Президент Тьер – социалист (ср.: Керенский во Временном правительстве – тоже социалист), но он тяготеет к монархии. Адольф Тьер влюблён в Наполеона I Бонапарта и влюблён (социалист!) в идею империи. Он даже написал многотомную историю, назвав свой труд «Империя», прославляющую наполеоновскую Францию. Удержать Францию в состоянии влюблённости в империю, не разрушить капиталистических приобретений и мягко сдаться Бисмарку – вот задача так называемого «республиканского» правительства Национальной обороны. И всё идёт недурно, Бисмарк принимает почётную капитуляцию, но приятную договорённость ломает поведение Парижа.

Парижане отказываются признать себя побеждёнными и отказываются выразить покорность правительству Тьера и Бисмарку. Это любопытная позиция, её требуется разъяснить.

Первое, что делает восставший народ Парижа, – валит знаменитую триумфальную Вандомскую колонну. Надобно оценить и понять этот жест. Вандомская колонна была отлита Наполеоном из австрийских, русских и германских пушек, захваченных в кампаниях 1805 года и утверждала национальный триумф, имперский триумф. Парижане в 1871 году отказываются признавать триумфы империи – они валят символ победы над иными племенами, и это во время войны с Пруссией! И при этом парижане не желают сдаваться. Этот жест может показаться нелепым, но он абсолютно ясен: мы не можем сдаться и признать поражение, поскольку мы в принципе против войны, мы не можем воевать с Пруссией – у нас нет на это причин, но и поражения признать не желаем. (Сравните это с мало понятным, если не знать контекста Парижской коммуны, лозунгом Троцкого «Ни мира, ни войны, а армию распустить», вызванным практически теми же причинами.) Париж 1871 года программно интернационален – во главе мэрии становится Ярослав Домбровский, поляк. Домбровский приехал во Францию от Гарибальди, а прежде участвовал в Польском восстании против Российской империи. Здесь, в Париже, скрестились и сошлись все республиканские движения, направленные против всех империй – и против Австро-Венгерской (Гарибальди), и против Российской (Домбровский – против Второй французской империи), и против нарождающегося рейха.
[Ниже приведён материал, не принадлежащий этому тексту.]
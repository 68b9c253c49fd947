//! Byte-counting reader used on the download path.
//!
//! The callback runs inline on every read, so it must return quickly. Anything
//! heavier than bookkeeping (terminal redraws, logging) should throttle itself;
//! [`bar`] does this through `indicatif`'s own draw rate limit.

use std::io::{self, Read};

use indicatif::{ProgressBar, ProgressStyle};

use crate::context::CallContext;

/// Wraps a reader and reports `(bytes_read_so_far, total)` after each read.
///
/// `total` is `None` when the server did not advertise a length.
pub struct ProgressReader<R, F = fn(u64, Option<u64>)> {
    inner: R,
    read: u64,
    total: Option<u64>,
    callback: Option<F>,
    ctx: Option<CallContext>,
}

impl<R: Read> ProgressReader<R> {
    /// A counting reader with no observer.
    pub fn new(inner: R, total: Option<u64>) -> Self {
        Self {
            inner,
            read: 0,
            total,
            callback: None,
            ctx: None,
        }
    }
}

impl<R, F> ProgressReader<R, F>
where
    R: Read,
    F: FnMut(u64, Option<u64>),
{
    pub fn with_callback(inner: R, total: Option<u64>, callback: F) -> Self {
        Self {
            inner,
            read: 0,
            total,
            callback: Some(callback),
            ctx: None,
        }
    }

    /// Makes reads fail once `ctx` is cancelled or past its deadline.
    pub fn with_context(mut self, ctx: CallContext) -> Self {
        self.ctx = Some(ctx);
        self
    }

    /// Bytes read so far.
    pub fn bytes_read(&self) -> u64 {
        self.read
    }

    pub fn total(&self) -> Option<u64> {
        self.total
    }

    pub fn into_inner(self) -> R {
        self.inner
    }
}

impl<R, F> Read for ProgressReader<R, F>
where
    R: Read,
    F: FnMut(u64, Option<u64>),
{
    fn read(&mut self, buf: &mut [u8]) -> io::Result<usize> {
        if let Some(ctx) = &self.ctx {
            ctx.check_io()?;
        }
        let n = self.inner.read(buf)?;
        self.read += n as u64;
        if let Some(callback) = self.callback.as_mut() {
            callback(self.read, self.total);
        }
        Ok(n)
    }
}

/// A progress callback that renders an `indicatif` bar on stderr.
///
/// The bar is created on the first report, sized from the advertised total,
/// or as a byte spinner when the length is unknown.
pub fn bar() -> impl FnMut(u64, Option<u64>) {
    let mut pb: Option<ProgressBar> = None;
    move |read, total| {
        let pb = pb.get_or_insert_with(|| new_bar(total));
        pb.set_position(read);
        if total.is_some_and(|t| read >= t) && !pb.is_finished() {
            pb.finish_and_clear();
        }
    }
}

fn new_bar(total: Option<u64>) -> ProgressBar {
    match total {
        Some(total) => {
            let pb = ProgressBar::new(total);
            if let Ok(style) = ProgressStyle::with_template(
                "{spinner:.green} {bytes}/{total_bytes} ({bytes_per_sec}) {wide_bar} {eta}",
            ) {
                pb.set_style(style.progress_chars("=>-"));
            }
            pb
        }
        None => {
            let pb = ProgressBar::new_spinner();
            if let Ok(style) =
                ProgressStyle::with_template("{spinner:.green} {bytes} ({bytes_per_sec})")
            {
                pb.set_style(style);
            }
            pb
        }
    }
}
После падения Вандомской колонны и декларации интернациональной солидарности, в том числе и с трудящимися Пруссии, Парижская коммуна оказывается между двух огней.

С одной стороны, так называемое «законное» буржуазное правительство Тьера, это правительство переехало в Версаль, оно желает сдать Париж Бисмарку. Париж ещё не восстал, ещё не открыты тюрьмы и не взломаны банки – Париж всего лишь просит оружия у своего правительства – для обороны. Тьер отказывает. Он не хочет вооружать рабочих. Враг, нападающий с другой стороны, – это Бисмарк, канцлер не желает в капитулировавшей стране коммунистических республик. Бисмарк выдвигает Тьеру требование – уничтожить коммуну. И для такого благого дела он даже даёт волю пленённой под Седаном армии – французские гвардейцы возвращаются домой, чтобы задавить революцию. Парижская коммуна расстреляна пушками самой Франции, теми пушками, которые Бисмарк сохранил для французских войск по условиям капитуляции, – эти пушки правительство Тьера повернуло против парижан. Зажатая между двух врагов, Парижская коммуна изначально была обречена, тем знаменательнее трагические усилия строительства общества равных; это строительство внутри камеры смертников длилось ровно 72 дня. 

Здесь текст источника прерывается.